→ **What you will do**
Using the records below, write out again exactly the lines that begin at the line containing "pub fn log(&self)" and end at the line containing "while let Some(current)", and no other lines.

(Data entries)
_ _ _ _

impl SimPage {
    pub fn new() -> Self {
        Self {
            nodes: Vec::new(),
            feed: None,
            details: HashMap::new(),
            mounted_detail: None,
            fail_scans: false,
            fail_navigate: false,
            closed: false,
            log: Rc::new(RefCell::new(Vec::new())),
        }
    }

    pub fn mount(
        &mut self,
        parent: Option<ElementRef>,
        selector: &str,
        spec: NodeSpec,
    ) -> ElementRef {
        let id = self.nodes.len() as u64;
        self.nodes.push(Node {
            selector: selector.to_string(),
            parent: parent.map(|p| p.0),
            text: spec.text,
            attrs: spec.attrs.into_iter().collect(),
            hidden: spec.hidden,
            alive: true,
        });
        for (child_selector, child) in spec.children {
            self.mount(Some(ElementRef(id)), &child_selector, child);
        }
        ElementRef(id)
    }

    /// Detach every node matching `selector`, with its subtree.
    pub fn remove(&mut self, selector: &str) {
        let matching: Vec<u64> = self
            .nodes
            .iter()
            .enumerate()
            .filter(|(_, n)| n.alive && n.selector == selector)
            .map(|(i, _)| i as u64)
            .collect();
        for id in matching {
            self.unmount(id);
        }
    }

    /// Turn `container` into a virtualized feed of `item` nodes, one frame per scroll position.
    pub fn feed(&mut self, container: ElementRef, item: &str, frames: Vec<Vec<NodeSpec>>) {
        self.feed = Some(Feed {
            container: container.0,
            item: item.to_string(),
            frames,
            frame: 0,
            rendered: Vec::new(),
            programmatic_scroll: true,
        });
    }

    pub fn container(&self) -> ElementRef {
        ElementRef(self.feed.as_ref().map_or(0, |f| f.container))
    }

    pub fn ignore_programmatic_scroll(&mut self) {
        if let Some(feed) = self.feed.as_mut() {
            feed.programmatic_scroll = false;
        }
    }

    pub fn fail_all_scans(&mut self) {
        self.fail_scans = true;
    }

    pub fn fail_navigation(&mut self) {
        self.fail_navigate = true;
    }

    pub fn log(&self) -> Vec<String> {
        self.log.borrow().clone()
    }

    pub fn log_handle(&self) -> SimLog {
        Rc::clone(&self.log)
    }

    fn record(&self, entry: String) {
        self.log.borrow_mut().push(entry);
    }

    fn unmount(&mut self, id: u64) {
        let mut stack = vec![id];
        while let Some(current) = stack.pop() {
            if let Some(node) = self.nodes.get_mut(current as usize) {
                node.alive = false;
            }
            stack.extend(
                self.nodes
                    .iter()
                    .enumerate()
                    .filter(|(_, n)| n.alive && n.parent == Some(current))
                    .map(|(i, _)| i as u64),
            );
        }
    }

    fn node(&self, element: ElementRef) -> Result<&Node> {
        if self.closed {
            return Err(Error::session_failed("session closed"));
        }
        match self.nodes.get(element.0 as usize) {
            Some(node) if node.alive => Ok(node),
            _ => Err(Error::stale(element.0)),
        }
    }

    fn is_descendant(&self, id: u64, ancestor: u64) -> bool {
        let mut current = self.nodes.get(id as usize).and_then(|n| n.parent);
        while let Some(parent) = current {
            if parent == ancestor {
                return true;
            }
            current = self.nodes.get(parent as usize).and_then(|n| n.parent);
        }
        false
    }

    /// Nearest live ancestor of `id` carrying `class`.
    fn ancestor_with_class(&self, id: u64, class: &str) -> Option<u64> {
        let mut current = self.nodes.get(id as usize).and_then(|n| n.parent);
        while let Some(parent) = current {
            let node = self.nodes.get(parent as usize)?;
            if node.alive && node.selector.split('.').any(|c| c == class) {
                return Some(parent);
            }
            current = node.parent;
        }
        None
    }

    fn advance(&mut self) {
        if let Some(feed) = self.feed.as_mut() {
            feed.frame = (feed.frame + 1).min(feed.frames.len().saturating_sub(1));
        }
    }

    fn is_feed(&self, element: ElementRef) -> bool {
        self.feed.as_ref().map_or(false, |f| f.container == element.0)
    }

    fn render_feed(&mut self) -> Result<Vec<ElementRef>> {
        if self.fail_scans {
            return Err(Error::script_failed("feed scan failed"));
        }
        let Some(feed) = self.feed.as_mut() else {
            return Ok(Vec::new());
        };
        let stale = std::mem::take(&mut feed.rendered);
        let container = feed.container;
        let item = feed.item.clone();
        let frame = feed.frames.get(feed.frame).cloned().unwrap_or_default();
        for id in stale {
            self.unmount(id);
        }
        let mut rendered = Vec::with_capacity(frame.len());
        for spec in frame {
            rendered.push(self.mount(Some(ElementRef(container)), &item, spec));
        }
        if let Some(feed) = self.feed.as_mut() {
            feed.rendered = rendered.iter().map(|e| e.0).collect();
        }
        Ok(rendered)
    }

    fn activate(&mut self, element: ElementRef) {
        let (href, expands, parent) = match self.nodes.get(element.0 as usize) {
            Some(node) => (
                node.attrs.get("href").cloned(),
                node.attrs.contains_key(EXPANDS),
                node.parent,
            ),
            None => return,
        };
        if let Some((selector, detail)) = href.and_then(|h| self.details.get(&h).cloned()) {
            if let Some(previous) = self.mounted_detail.take() {
                self.unmount(previous);
            }
            self.mounted_detail = Some(self.mount(None, &selector, detail).0);
        }
        if expands {
            for node in self.nodes.iter_mut().filter(|n| n.alive && n.parent == parent) {
                if let Some(full) = node.attrs.get(FULL_TEXT).cloned() {
                    node.text = full;
                }
            }
        }
    }

    fn click_with(&mut self, element: ElementRef, fail_attr: &str, tier: &str) -> Result<()> {
        if self.node(element)?.attrs.contains_key(fail_attr) {
            return Err(Error::action_failed(tier, "element intercepted the click"));
        }
        self.record(format!("{} {}", tier, element));
        self.activate(element);
        Ok(())
    }
}

impl Renderer for SimPage {
    fn navigate(&mut self, url: &str) -> Result<()> {
        if self.closed {
            return Err(Error::session_failed("session closed"));
        }
        if self.fail_navigate {
            return Err(Error::action_failed("navigate", "net::ERR_NAME_NOT_RESOLVED"));
        }
        self.record(format!("navigate {}", url));
        Ok(())
    }

    fn find_all(&mut self, scope: Scope, selector: &Selector) -> Result<Vec<ElementRef>> {
        if self.closed {
            return Err(Error::session_failed("session closed"));
        }
        if let Scope::Within(root) = scope {
            self.node(root)?;
            let is_feed_scan = self
                .feed
                .as_ref()
                .map_or(false, |f| f.container == root.0 && f.item == selector.expr);
            if is_feed_scan {
                return self.render_feed();
            }
            if let Some(class) = ancestor_class(&selector.expr) {
                return Ok(self
                    .ancestor_with_class(root.0, class)
                    .map(ElementRef)
                    .into_iter()
                    .collect());
            }
        }
        Ok(self
            .nodes
            .iter()
            .enumerate()
            .filter(|(_, n)| n.alive && n.selector == selector.expr)
            .map(|(i, _)| i as u64)
            .filter(|id| match scope {
                Scope::Page => true,
                Scope::Within(root) => self.is_descendant(*id, root.0),
            })
            .map(ElementRef)
            .collect())
    }

    fn find(
        &mut self,
        scope: Scope,
        selector: &Selector,
        mode: WaitMode,
        _timeout: Duration,
    ) -> Result<Option<ElementRef>> {
        let found = self.find_all(scope, selector)?;
        Ok(found.into_iter().find(|e| {
            mode == WaitMode::Present || self.nodes.get(e.0 as usize).map_or(false, |n| !n.hidden)
        }))
    }

    fn read_text(&mut self, element: ElementRef) -> Result<String> {
        Ok(self.node(element)?.text.clone())
    }

    fn read_attribute(&mut self, element: ElementRef, name: &str) -> Result<Option<String>> {
        Ok(self.node(element)?.attrs.get(name).cloned())
    }

    fn is_visible(&mut self, element: ElementRef) -> Result<bool> {
        Ok(!self.node(element)?.hidden)
    }

    fn click_direct(&mut self, element: ElementRef) -> Result<()> {
        self.click_with(element, FAIL_DIRECT, "click_direct")
    }

    fn click_script(&mut self, element: ElementRef) -> Result<()> {
        self.click_with(element, FAIL_SCRIPT, "click_script")
    }

    fn scroll_by(&mut self, container: ElementRef, delta_pixels: i64) -> Result<()> {
        self.node(container)?;
        self.record(format!("scroll {} {}", container, delta_pixels));
        let programmatic = self.feed.as_ref().map_or(false, |f| f.programmatic_scroll);
        if self.is_feed(container) && programmatic {
            self.advance();
        }
        Ok(())
    }

    fn scroll_into_view(&mut self, element: ElementRef) -> Result<()> {
        self.node(element).map(|_| ())
    }

    fn scroll_top(&mut self, container: ElementRef) -> Result<i64> {
        self.node(container)?;
        Ok(match &self.feed {
            Some(feed) if feed.container == container.0 => feed.frame as i64 * SCROLL_STEP,
            _ => 0,
        })
    }

    fn scroll_height(&mut self, container: ElementRef) -> Result<i64> {
        self.node(container)?;
        Ok(100 * SCROLL_STEP)
    }

    fn send_key(&mut self, element: ElementRef, key: Key) -> Result<()> {
        self.node(element)?;
        self.record(format!("key {}", key.name()));
        if key == Key::PageDown && self.is_feed(element) {
            self.advance();
        }
        Ok(())
    }

    fn type_text(&mut self, element: ElementRef, text: &str) -> Result<()> {
        self.node(element)?;
        self.record(format!("type {}", text));
        Ok(())
    }

    fn hide_matching(&mut self, selectors: &[Selector]) -> Result<usize> {
        if self.closed {
            return Err(Error::session_failed("session closed"));
        }
        let mut hidden = 0;
        for node in self.nodes.iter_mut().filter(|n| n.alive) {
            if selectors.iter().any(|s| s.expr == node.selector) {
                node.hidden = true;
                hidden += 1;
            }
        }
        self.record(format!("hide {}", hidden));
        Ok(hidden)
    }

    fn pause(&mut self, _duration: Duration) {}

    fn close(&mut self) -> Result<()> {
        self.closed = true;
        self.record("close".to_string());
        Ok(())
    }
}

_ _ _ _

→ **Solution to the problem**
    pub fn log(&self) -> Vec<String> {
        self.log.borrow().clone()
    }

    pub fn log_handle(&self) -> SimLog {
        Rc::clone(&self.log)
    }

    fn record(&self, entry: String) {
        self.log.borrow_mut().push(entry);
    }

    fn unmount(&mut self, id: u64) {
        let mut stack = vec![id];
        while let Some(current) = stack.pop() {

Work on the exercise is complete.